A agressão fez com que a vítima sofresse um derramamento ocular

A agressão fez com que a vítima sofresse um derramamento ocularFoto: Reprodução / Facebook

Ao contrário de muitas mulheres que, por medo ou vergonha, escondem a violência sofrida, Maria expôs o ocorrido e ainda foi apontada por muitos como culpada pelo abuso sofrido: “Ouvi muito essa frase clichê e machista [Você não deveria estar sozinha], mas não sou obrigada a ter um guarda-costas por falta de educação dos homens ao meu redor”. Ao mesmo tempo em que frases como essa são emitidas, o apoio da família, de amigos, e até mesmo de desconhecidos, parece ajudar a estudante a conviver com o ocorrido e tentar seguir adiante.

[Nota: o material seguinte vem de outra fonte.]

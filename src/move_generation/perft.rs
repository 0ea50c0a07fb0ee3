use std::sync::Arc;
use std::thread;

use crate::game_state::game_state::GameState;
use crate::game_state::jieqi_types::{Move, Side};
use crate::move_generation::legal_move_apply::{make_move_in_place, unmake_move_in_place};
use crate::move_generation::legal_move_checks::is_in_check;
use crate::move_generation::legal_move_generator::{generate_legal_moves_in_place, is_capture};
use crate::move_generation::move_generator::{MoveGenResult, MoveGenerationError, MoveGenerator};

#[derive(Debug, Clone, Copy, Default, PartialEq, Eq)]
pub struct PerftCounts {
    pub nodes: usize,
    pub captures: usize,
    pub reveals: usize,
    pub checks: usize,
    pub checkmates: usize,
}

impl PerftCounts {
    fn merge(&mut self, rhs: PerftCounts) {
        self.nodes += rhs.nodes;
        self.captures += rhs.captures;
        self.reveals += rhs.reveals;
        self.checks += rhs.checks;
        self.checkmates += rhs.checkmates;
    }
}

/// Leaf counts after `depth` plies.
///
/// Dark pieces are revealed by their assumed identity, so the state must be
/// fully determinized.
pub fn perft<G: MoveGenerator>(
    generator: &G,
    game_state: &GameState,
    depth: u8,
) -> MoveGenResult<PerftCounts> {
    let mut state = game_state.clone();
    let mut total = PerftCounts::default();
    if depth == 0 {
        total.nodes = 1;
        return Ok(total);
    }
    perft_recurse(generator, &mut state, depth, &mut total)?;
    Ok(total)
}

/// Root moves split across threads, one per move.
pub fn perft_multi_threaded(
    generator: Arc<dyn MoveGenerator>,
    game_state: &GameState,
    depth: u8,
) -> MoveGenResult<PerftCounts> {
    if depth == 0 {
        return Ok(PerftCounts {
            nodes: 1,
            ..PerftCounts::default()
        });
    }

    let root_moves = generator.generate_legal_moves(game_state)?;
    let mut handles = Vec::with_capacity(root_moves.len());

    for mv in root_moves {
        let generator_ref = Arc::clone(&generator);
        let mut state = game_state.clone();
        handles.push(thread::spawn(move || {
            let mut local = PerftCounts::default();
            let result = play(&mut state, mv, &mut local, depth == 1).and_then(|()| {
                if depth > 1 {
                    perft_recurse(generator_ref.as_ref(), &mut state, depth - 1, &mut local)
                } else {
                    Ok(())
                }
            });
            (result, local)
        }));
    }

    let mut total = PerftCounts::default();
    for handle in handles {
        let (result, local) = handle.join().map_err(|_| {
            MoveGenerationError::InvalidState("perft worker thread panicked".to_owned())
        })?;
        result?;
        total.merge(local);
    }

    Ok(total)
}

fn perft_recurse<G: MoveGenerator + ?Sized>(
    generator: &G,
    game_state: &mut GameState,
    depth: u8,
    counts: &mut PerftCounts,
) -> MoveGenResult<()> {
    let moves = generator.generate_legal_moves(game_state)?;
    for mv in moves {
        play(game_state, mv, counts, depth == 1)?;
        if depth > 1 {
            perft_recurse(generator, game_state, depth - 1, counts)?;
        }
        unmake_move_in_place(game_state).map_err(|x| {
            MoveGenerationError::InvalidState(format!("unmake_move_in_place failed: {x}"))
        })?;
    }
    Ok(())
}

/// Make `mv`, tallying it when it is a leaf.
fn play(
    game_state: &mut GameState,
    mv: Move,
    counts: &mut PerftCounts,
    leaf: bool,
) -> MoveGenResult<()> {
    let capture = is_capture(game_state.mover_placement(), mv);
    let reveals_before = revealed_total(game_state);

    make_move_in_place(game_state, mv).map_err(|x| {
        MoveGenerationError::InvalidState(format!("make_move_in_place failed: {x}"))
    })?;

    if leaf {
        counts.nodes += 1;
        if capture {
            counts.captures += 1;
        }
        if revealed_total(game_state) > reveals_before {
            counts.reveals += 1;
        }
        if is_in_check(game_state) {
            counts.checks += 1;
            if generate_legal_moves_in_place(game_state)?.is_empty() {
                counts.checkmates += 1;
            }
        }
    }
    Ok(())
}

fn revealed_total(game_state: &GameState) -> u32 {
    game_state.dark.revealed_counts(Side::Red).total()
        + game_state.dark.revealed_counts(Side::Black).total()
}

As marcas corporais de Maria, que chegou a sofrer um derrame ocular por causa da agressão, podem se apagar, mas as lembranças do ocorrido - negligenciado por muitos e oprimido por tantos outros - podem jamais será esquecido: “Andei sozinha ontem, fui até a casa de uma amiga e, por todo homem que passava, eu ficava desconfiando. Não paro de olhar para todos os lados, fico desesperada”. 

CASOS DE VIOLÊNCIA NO ENTORNO DA UFPE - Os casos de estupro nos entornos da universidade não são novidade. No dia 19 de agosto, pouco mais de uma semana antes de Maria sofrer o ataque, um homem foi preso na Várzea, também na Zona Oeste, por ser suspeito de ter cometido no mínimo três crimes sexuais contra universitárias entre o mês de maio e agosto deste ano. Com a ajuda das câmeras de segurança de lojas da Avenida General Polidoro, o homem, identificado como Geraldo Vieira da Silva, 34, foi indiciado pelo crime de estupro e poderá pegar até 20 anos de prisão.